Weightlifting career
Helfgott won Great Britain's  championship in 1954, and was lightweight champion in 1955, 1956, and 1958. He represented Great Britain at weightlifting in the 1956 Summer Olympics at Melbourne, Australia.

He was the captain of the British weightlifting teams at the 1956 Olympics in Melbourne and the 1960 Olympics in Rome. In addition, he was a bronze medal winner at the 1958 British Empire and Commonwealth Games held in Cardiff, South Wales. Helfgott also won the gold medal in the lightweight class at the 1950, 1953 and 1957 Maccabiah Games.

Media appearances
As a guest on the BBC Radio 4 Desert Island Discs programme on 1 April 2007, he chose to be stranded with a copy of Bertrand Russell's A History of Western Philosophy and a bar with two discs for weight training.

In 2010, Helfgott was one of five British Jews interviewed for an exhibit at the London Jewish Museum exploring "different ways of being Jewish."

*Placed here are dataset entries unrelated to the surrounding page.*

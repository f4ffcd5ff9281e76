pub mod controller_context;
pub mod form_controller;
pub mod state;

pub use controller_context::{ControllerContext, ServiceContext, ViewContext};
pub use form_controller::{EventReport, FormController, FormEvent, Key, LookupReport, SubmitReport};
pub use state::{LookupPhase, SubmitPhase};
//! Headless model of the registration page.
//!
//! [`FormView`] holds everything the page shows: input values, per-field
//! styling and inline messages, the alert region, the two buttons, the
//! password visibility toggle and the focused input. Only the controller
//! writes to it.

pub mod alert;
pub mod control;

use std::collections::HashMap;

use derive_more::Display;

use crate::{
    functional::validation_engine::ValidationReport,
    models::{
        address::Address,
        registration::{Field, RegistrationForm},
    },
};

pub use alert::Alert;
pub use control::{BusyGuard, Control, ControlKind, Icon};

/// Validation styling of an input, as its CSS class.
#[derive(Debug, Display, Clone, Copy, Default, PartialEq, Eq)]
pub enum FieldStyle {
    #[default]
    #[display(fmt = "")]
    Neutral,
    #[display(fmt = "is-valid")]
    Valid,
    #[display(fmt = "is-invalid")]
    Invalid,
}

#[derive(Debug, Clone, Copy, Default, PartialEq, Eq)]
pub enum PasswordVisibility {
    #[default]
    Masked,
    Plain,
}

impl PasswordVisibility {
    pub fn toggled(self) -> Self {
        match self {
            PasswordVisibility::Masked => PasswordVisibility::Plain,
            PasswordVisibility::Plain => PasswordVisibility::Masked,
        }
    }

    /// `type` attribute of the password input.
    pub fn input_type(self) -> &'static str {
        match self {
            PasswordVisibility::Masked => "password",
            PasswordVisibility::Plain => "text",
        }
    }

    pub fn icon(self) -> Icon {
        match self {
            PasswordVisibility::Masked => Icon::Eye,
            PasswordVisibility::Plain => Icon::EyeSlash,
        }
    }
}

#[derive(Debug, Clone)]
pub struct FormView {
    values: RegistrationForm,
    styles: HashMap<Field, FieldStyle>,
    errors: HashMap<Field, String>,
    alert: Alert,
    lookup_control: Control,
    submit_control: Control,
    password: PasswordVisibility,
    focused: Option<Field>,
}

impl Default for FormView {
    fn default() -> Self {
        Self::new()
    }
}

impl FormView {
    pub fn new() -> Self {
        Self {
            values: RegistrationForm::default(),
            styles: HashMap::new(),
            errors: HashMap::new(),
            alert: Alert::Hidden,
            lookup_control: Control::new(ControlKind::Lookup),
            submit_control: Control::new(ControlKind::Submit),
            password: PasswordVisibility::Masked,
            focused: None,
        }
    }

    pub fn values(&self) -> &RegistrationForm {
        &self.values
    }

    pub fn value(&self, field: Field) -> &str {
        self.values.get(field)
    }

    pub fn set_value(&mut self, field: Field, value: impl Into<String>) {
        self.values.set(field, value);
    }

    pub fn style(&self, field: Field) -> FieldStyle {
        self.styles.get(&field).copied().unwrap_or_default()
    }

    pub fn set_style(&mut self, field: Field, style: FieldStyle) {
        if style == FieldStyle::Neutral {
            self.styles.remove(&field);
        } else {
            self.styles.insert(field, style);
        }
    }

    /// Inline message under an input, if any.
    pub fn error(&self, field: Field) -> Option<&str> {
        self.errors.get(&field).map(String::as_str)
    }

    /// Style every evaluated field and place or remove its inline message.
    pub fn apply_report(&mut self, report: &ValidationReport) {
        for field_report in report.fields() {
            match field_report.message() {
                Some(message) => {
                    self.set_style(field_report.field, FieldStyle::Invalid);
                    self.errors.insert(field_report.field, message.to_string());
                }
                None => {
                    self.set_style(field_report.field, FieldStyle::Valid);
                    self.errors.remove(&field_report.field);
                }
            }
        }
    }

    /// Write looked-up address parts, mark them valid and move focus to the
    /// number input.
    pub fn fill_address(&mut self, address: &Address) {
        self.values.apply_address(address);
        for field in Field::ADDRESS {
            self.set_style(field, FieldStyle::Valid);
            self.errors.remove(&field);
        }
        self.focused = Some(Field::Number);
    }

    pub fn clear_address(&mut self) {
        self.values.clear_address();
        for field in Field::ADDRESS {
            self.set_style(field, FieldStyle::Neutral);
            self.errors.remove(&field);
        }
    }

    pub fn alert(&self) -> &Alert {
        &self.alert
    }

    pub fn show_success(&mut self, message: impl Into<String>) {
        self.alert = Alert::Success(message.into());
    }

    pub fn show_error(&mut self, message: impl Into<String>) {
        self.alert = Alert::Error(message.into());
    }

    pub fn hide_alert(&mut self) {
        self.alert = Alert::Hidden;
    }

    pub fn control(&self, kind: ControlKind) -> &Control {
        match kind {
            ControlKind::Lookup => &self.lookup_control,
            ControlKind::Submit => &self.submit_control,
        }
    }

    pub(crate) fn control_mut(&mut self, kind: ControlKind) -> &mut Control {
        match kind {
            ControlKind::Lookup => &mut self.lookup_control,
            ControlKind::Submit => &mut self.submit_control,
        }
    }

    pub fn password_visibility(&self) -> PasswordVisibility {
        self.password
    }

    pub fn toggle_password(&mut self) -> PasswordVisibility {
        self.password = self.password.toggled();
        self.password
    }

    pub fn focused(&self) -> Option<Field> {
        self.focused
    }

    pub fn focus(&mut self, field: Field) {
        self.focused = Some(field);
    }

    /// Back to a pristine form: empty values, no styling, no inline
    /// messages, no alert. Buttons and the password toggle are left alone.
    pub fn reset(&mut self) {
        self.values.clear();
        self.styles.clear();
        self.errors.clear();
        self.alert = Alert::Hidden;
        self.focused = None;
    }

    pub fn is_pristine(&self) -> bool {
        self.values == RegistrationForm::default()
            && self.styles.is_empty()
            && self.errors.is_empty()
            && !self.alert.is_visible()
    }
}
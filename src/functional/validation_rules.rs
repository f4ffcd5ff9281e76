//! Composable Validation Rules
//!
//! Pure rule constructors for single text fields. Each constructor captures
//! the field it guards and the message to surface, and returns a closure that
//! can be chained into a [`Validator`](crate::functional::validation_engine::Validator).
//! Rules other than [`required`] treat an empty value as "nothing to check".

use derive_more::Display;
use once_cell::sync::Lazy;
use regex::Regex;

use crate::{constants, models::registration::Field};

pub static NAME_REGEX: Lazy<Regex> = Lazy::new(|| compile(constants::PATTERN_NAME));
pub static EMAIL_REGEX: Lazy<Regex> = Lazy::new(|| compile(constants::PATTERN_EMAIL));
pub static CEP_REGEX: Lazy<Regex> = Lazy::new(|| compile(constants::PATTERN_CEP));
pub static DIGITS_REGEX: Lazy<Regex> = Lazy::new(|| compile(constants::PATTERN_DIGITS));
pub static UF_REGEX: Lazy<Regex> = Lazy::new(|| compile(constants::PATTERN_UF));

fn compile(pattern: &str) -> Regex {
    Regex::new(pattern).unwrap()
}

/// Validation result type for composable validation chains
pub type ValidationResult<T> = Result<T, ValidationError>;

/// Which constraint a value violated.
#[derive(Debug, Display, Clone, Copy, PartialEq, Eq, Hash)]
pub enum RuleKind {
    #[display(fmt = "REQUIRED")]
    Required,
    #[display(fmt = "TOO_SHORT")]
    MinLength,
    #[display(fmt = "INVALID_FORMAT")]
    Pattern,
}

#[derive(Debug, Clone, PartialEq, Eq)]
pub struct ValidationError {
    pub field: Field,
    pub code: RuleKind,
    pub message: String,
}

impl ValidationError {
    pub fn new(field: Field, code: RuleKind, message: &str) -> Self {
        Self {
            field,
            code,
            message: message.to_string(),
        }
    }
}

/// Fails when the value is empty or whitespace only.
pub fn required(field: Field, message: &'static str) -> impl Fn(&str) -> ValidationResult<()> {
    move |value: &str| {
        if value.trim().is_empty() {
            Err(ValidationError::new(field, RuleKind::Required, message))
        } else {
            Ok(())
        }
    }
}

/// Fails when a non-empty value has fewer than `min` characters.
pub fn min_length(
    field: Field,
    min: usize,
    message: &'static str,
) -> impl Fn(&str) -> ValidationResult<()> {
    move |value: &str| {
        if !value.is_empty() && value.chars().count() < min {
            Err(ValidationError::new(field, RuleKind::MinLength, message))
        } else {
            Ok(())
        }
    }
}

/// Fails when a non-empty value does not match `regex`.
pub fn pattern(
    field: Field,
    regex: &'static Lazy<Regex>,
    message: &'static str,
) -> impl Fn(&str) -> ValidationResult<()> {
    move |value: &str| {
        if !value.is_empty() && !regex.is_match(value) {
            Err(ValidationError::new(field, RuleKind::Pattern, message))
        } else {
            Ok(())
        }
    }
}

#[cfg(test)]
mod tests {
    use super::*;

    #[test]
    fn builtin_patterns_compile() {
        for regex in [&NAME_REGEX, &EMAIL_REGEX, &CEP_REGEX, &DIGITS_REGEX, &UF_REGEX] {
            Lazy::force(regex);
        }
    }

    #[test]
    fn required_rejects_blank_values() {
        let rule = required(Field::FirstName, "obrigatório");
        assert!(rule("Ana").is_ok());

        let err = rule("   ").unwrap_err();
        assert_eq!(err.code, RuleKind::Required);
        assert_eq!(err.field, Field::FirstName);
        assert_eq!(err.message, "obrigatório");
    }

    #[test]
    fn min_length_counts_characters_not_bytes() {
        let rule = min_length(Field::FirstName, 3, "curto");
        // "Zé" is 3 bytes but 2 characters
        assert_eq!(rule("Zé").unwrap_err().code, RuleKind::MinLength);
        assert!(rule("Zéa").is_ok());
        assert!(rule("").is_ok());
    }

    #[test]
    fn pattern_skips_empty_values() {
        let rule = pattern(Field::Number, &DIGITS_REGEX, "dígitos");
        assert!(rule("").is_ok());
        assert!(rule("123").is_ok());
        assert_eq!(rule("12a").unwrap_err().code, RuleKind::Pattern);
    }

    #[test]
    fn name_pattern_accepts_accented_letters_and_spaces() {
        assert!(NAME_REGEX.is_match("João da Conceição"));
        assert!(NAME_REGEX.is_match("ÂNGELA"));
        assert!(!NAME_REGEX.is_match("R2D2"));
        assert!(!NAME_REGEX.is_match("Anne-Marie"));
    }

    #[test]
    fn email_shape() {
        let rule = pattern(Field::Email, &EMAIL_REGEX, "inválido");
        assert!(rule("maria@example.com.br").is_ok());
        assert!(rule("maria@example").is_err());
        assert!(rule("maria silva@example.com").is_err());
        assert!(rule("@example.com").is_err());
    }

    #[test]
    fn cep_and_uf_patterns() {
        assert!(CEP_REGEX.is_match("01001-000"));
        assert!(CEP_REGEX.is_match("01001000"));
        assert!(!CEP_REGEX.is_match("0100-1000"));
        assert!(!CEP_REGEX.is_match("01001-0000"));
        assert!(UF_REGEX.is_match("SP"));
        assert!(!UF_REGEX.is_match("sp"));
        assert!(!UF_REGEX.is_match("SPA"));
    }

    #[test]
    fn digit_pattern_is_ascii_only() {
        assert!(!DIGITS_REGEX.is_match("١٢٣"));
    }
}
//! Postal code handling and the ViaCEP address payload.

use std::fmt;

use serde_derive::Deserialize;
use serde_json::Value;

use crate::{
    constants,
    error::{FormError, ServiceResult},
    models::registration::Field,
    utils::is_truthy,
};

/// A Brazilian postal code (CEP) reduced to exactly eight ASCII digits.
#[derive(Debug, Clone, PartialEq, Eq, Hash)]
pub struct PostalCode(String);

impl PostalCode {
    /// Strip everything that is not an ASCII digit.
    pub fn normalize(raw: &str) -> String {
        raw.chars().filter(char::is_ascii_digit).collect()
    }

    /// Normalize and require eight digits. Fails locally, before any
    /// request could be issued.
    pub fn parse(raw: &str) -> ServiceResult<Self> {
        let digits = Self::normalize(raw);
        if digits.len() == constants::POSTAL_CODE_DIGITS {
            Ok(PostalCode(digits))
        } else {
            Err(FormError::local_validation(
                Field::PostalCode,
                constants::MESSAGE_CEP_INVALID,
            ))
        }
    }

    pub fn as_str(&self) -> &str {
        &self.0
    }

    /// `00000-000`
    pub fn formatted(&self) -> String {
        format!("{}-{}", &self.0[..5], &self.0[5..])
    }
}

impl fmt::Display for PostalCode {
    fn fmt(&self, f: &mut fmt::Formatter<'_>) -> fmt::Result {
        f.write_str(&self.0)
    }
}

/// Input mask applied while the user types: digits only, and a hyphen after
/// the fifth digit once there are more than five. Digits past the eighth
/// are dropped.
pub fn mask_postal_code(raw: &str) -> String {
    let digits = PostalCode::normalize(raw);
    if digits.len() > 5 {
        let end = digits.len().min(constants::POSTAL_CODE_DIGITS);
        format!("{}-{}", &digits[..5], &digits[5..end])
    } else {
        digits
    }
}

/// Body of `GET {viacep}/{cep}/json/`.
#[derive(Debug, Clone, Default, Deserialize)]
pub struct ViaCepResponse {
    #[serde(default)]
    pub cep: Option<String>,
    #[serde(default)]
    pub logradouro: Option<String>,
    #[serde(default)]
    pub complemento: Option<String>,
    #[serde(default)]
    pub bairro: Option<String>,
    #[serde(default)]
    pub localidade: Option<String>,
    #[serde(default)]
    pub uf: Option<String>,
    #[serde(default)]
    pub erro: Option<Value>,
}

impl ViaCepResponse {
    /// ViaCEP answers 200 with an `erro` flag for unknown codes; the flag
    /// has been both a boolean and the string `"true"`.
    pub fn is_not_found(&self) -> bool {
        self.erro.as_ref().is_some_and(is_truthy)
    }

    pub fn into_address(self) -> Address {
        Address {
            street: self.logradouro.unwrap_or_default(),
            neighborhood: self.bairro.unwrap_or_default(),
            city: self.localidade.unwrap_or_default(),
            state: self.uf.unwrap_or_default(),
        }
    }
}

/// Address parts filled in from a lookup. Missing parts are empty strings.
#[derive(Debug, Clone, Default, PartialEq, Eq)]
pub struct Address {
    pub street: String,
    pub neighborhood: String,
    pub city: String,
    pub state: String,
}

#[derive(Debug, Clone, PartialEq, Eq)]
pub enum AddressLookupResult {
    Found(Address),
    NotFound,
    TransportError(String),
}

impl AddressLookupResult {
    pub fn into_result(self) -> ServiceResult<Address> {
        match self {
            AddressLookupResult::Found(address) => Ok(address),
            AddressLookupResult::NotFound => Err(FormError::LookupNotFound),
            AddressLookupResult::TransportError(detail) => Err(FormError::LookupTransport(detail)),
        }
    }
}

impl From<ViaCepResponse> for AddressLookupResult {
    fn from(payload: ViaCepResponse) -> Self {
        if payload.is_not_found() {
            AddressLookupResult::NotFound
        } else {
            AddressLookupResult::Found(payload.into_address())
        }
    }
}
//! Outbound calls to the two collaborators.
//!
//! Both clients share the awc client shape: one client per service with the
//! configured request timeout, bodies read as bytes and parsed with serde.

pub mod postal_lookup_service;
pub mod submission_service;

use std::sync::Once;
use std::time::Duration;

use awc::{error::SendRequestError, Client};

pub use postal_lookup_service::{AddressLookup, PostalLookupClient};
pub use submission_service::{RegistrationSubmitter, SubmissionClient, SubmissionOutcome};

static CRYPTO_PROVIDER: Once = Once::new();

/// awc client whose requests give up after `timeout`.
///
/// TLS needs a process-level rustls provider before the connector is built.
/// `ring` is installed once; a provider the host process already installed
/// is kept.
pub fn http_client(timeout: Duration) -> Client {
    CRYPTO_PROVIDER.call_once(|| {
        let _ = rustls::crypto::ring::default_provider().install_default();
    });
    Client::builder().timeout(timeout).finish()
}

pub(crate) fn is_timeout(err: &SendRequestError) -> bool {
    matches!(err, SendRequestError::Timeout)
}
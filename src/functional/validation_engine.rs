//! Validation Engine
//!
//! A fail-fast [`Validator`] chains rules for a single value in priority
//! order and reports the first violation. [`ValidationReport`] collects one
//! [`FieldReport`] per evaluated field so callers can both decide overall
//! validity and style each field individually.

use std::marker::PhantomData;

use crate::{
    functional::validation_rules::{ValidationError, ValidationResult},
    models::registration::Field,
};

/// Functional validation combinator
pub struct Validator<T: ?Sized> {
    rules: Vec<Box<dyn Fn(&T) -> ValidationResult<()> + Send + Sync>>,
    _phantom: PhantomData<fn(&T)>,
}

impl<T: ?Sized> Validator<T> {
    /// Create a new empty validator
    pub fn new() -> Self {
        Self {
            rules: Vec::new(),
            _phantom: PhantomData,
        }
    }

    /// Add a validation rule; rules run in insertion order
    pub fn rule<F>(mut self, rule: F) -> Self
    where
        F: Fn(&T) -> ValidationResult<()> + Send + Sync + 'static,
    {
        self.rules.push(Box::new(rule));
        self
    }

    /// Run the rules and stop at the first violation
    pub fn validate(&self, input: &T) -> ValidationResult<()> {
        for rule in &self.rules {
            rule(input)?;
        }
        Ok(())
    }

    pub fn len(&self) -> usize {
        self.rules.len()
    }

    pub fn is_empty(&self) -> bool {
        self.rules.is_empty()
    }
}

impl<T: ?Sized> Default for Validator<T> {
    fn default() -> Self {
        Self::new()
    }
}

/// Outcome for a single field.
#[derive(Debug, Clone, PartialEq, Eq)]
pub struct FieldReport {
    pub field: Field,
    pub error: Option<ValidationError>,
}

impl FieldReport {
    pub fn is_valid(&self) -> bool {
        self.error.is_none()
    }

    pub fn message(&self) -> Option<&str> {
        self.error.as_ref().map(|err| err.message.as_str())
    }
}

/// Per-field outcomes of one evaluation, in form order.
#[derive(Debug, Clone, Default, PartialEq, Eq)]
pub struct ValidationReport {
    fields: Vec<FieldReport>,
}

impl ValidationReport {
    pub fn new(fields: Vec<FieldReport>) -> Self {
        Self { fields }
    }

    /// Conjunction of every field outcome.
    pub fn is_valid(&self) -> bool {
        self.fields.iter().all(FieldReport::is_valid)
    }

    pub fn fields(&self) -> &[FieldReport] {
        &self.fields
    }

    pub fn get(&self, field: Field) -> Option<&FieldReport> {
        self.fields.iter().find(|report| report.field == field)
    }

    pub fn message_for(&self, field: Field) -> Option<&str> {
        self.get(field).and_then(FieldReport::message)
    }

    pub fn invalid_fields(&self) -> impl Iterator<Item = Field> + '_ {
        self.fields
            .iter()
            .filter(|report| !report.is_valid())
            .map(|report| report.field)
    }

    pub fn errors(&self) -> impl Iterator<Item = &ValidationError> + '_ {
        self.fields.iter().filter_map(|report| report.error.as_ref())
    }
}
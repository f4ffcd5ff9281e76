//! Event dispatcher for the registration form.
//!
//! [`FormController`] owns the page model and both collaborators. Handlers
//! take `&self` so a lookup and a submission can be in flight at the same
//! time; each only ever holds the busy state of its own control. The
//! controller must run inside an actix-rt system, since the delayed reset
//! after an accepted registration is a spawned local task.

use std::cell::{Cell, Ref};

use itertools::Itertools;
use log::{debug, info, warn};
use tokio::time::sleep;

use crate::{
    api::{
        controller_context::{ControllerContext, ServiceContext, ViewContext},
        state::{LookupPhase, LookupSignal, PhaseReset, SubmitPhase, SubmitSignal},
    },
    config::FormConfig,
    constants,
    error::{FormError, ServiceResult},
    functional::validation_engine::ValidationReport,
    models::{
        address::{mask_postal_code, AddressLookupResult, PostalCode},
        registration::{validators::RegistrationValidator, Field},
    },
    services::SubmissionOutcome,
    ui::{ControlKind, FormView, PasswordVisibility},
};

#[derive(Debug, Clone, Copy, PartialEq, Eq)]
pub enum Key {
    Enter,
    Other,
}

/// Everything the page can report to the controller.
#[derive(Debug, Clone, PartialEq, Eq)]
pub enum FormEvent {
    Submit,
    /// Click on the lookup control.
    LookupRequested,
    KeyPressed { field: Field, key: Key },
    Input { field: Field, value: String },
    TogglePasswordVisibility,
}

#[derive(Debug, Clone, PartialEq)]
pub enum SubmitReport {
    /// Submit control disabled or a submission already running.
    Ignored,
    Invalid(ValidationReport),
    Completed(SubmissionOutcome),
}

#[derive(Debug, Clone, PartialEq, Eq)]
pub enum LookupReport {
    Ignored,
    /// Refused locally; no request was made.
    Rejected(FormError),
    Completed(AddressLookupResult),
}

#[derive(Debug, Clone, PartialEq)]
pub enum EventReport {
    Submit(SubmitReport),
    Lookup(LookupReport),
    Updated,
    PasswordToggled(PasswordVisibility),
    Ignored,
}

pub struct FormController {
    context: ControllerContext,
    validator: RegistrationValidator,
    submit_phase: Cell<SubmitPhase>,
    lookup_phase: Cell<LookupPhase>,
}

In 2018, Helfgott appeared in an edition of the BBC series Who Do You Think You Are? featuring Robert Rinder. In the programme, Helfgott recalled how he had encountered Rinder's maternal grandfather, Moszek (Moses, Morris), in the Schlieben concentration camp.

Personal life
Helfgott married Arza in 1966, with whom he then had three sons and nine grandchildren. He had begun a course at the University of Southampton in 1948 but dropped out after a year and thereafter was partner in a business manufacturing dresses. He lives in London.

Awards, honours and recognition

Poland

United Kingdom

In 2012, at a Limmud convention in Nazareth Illit organized to commemorate the 40th anniversary of the Munich massacre, Helfgott was awarded a prize by the mayor.

In 2018, Helfgott was appointed a Knight Bachelor in recognition of his contribution to services to Holocaust remembrance and education.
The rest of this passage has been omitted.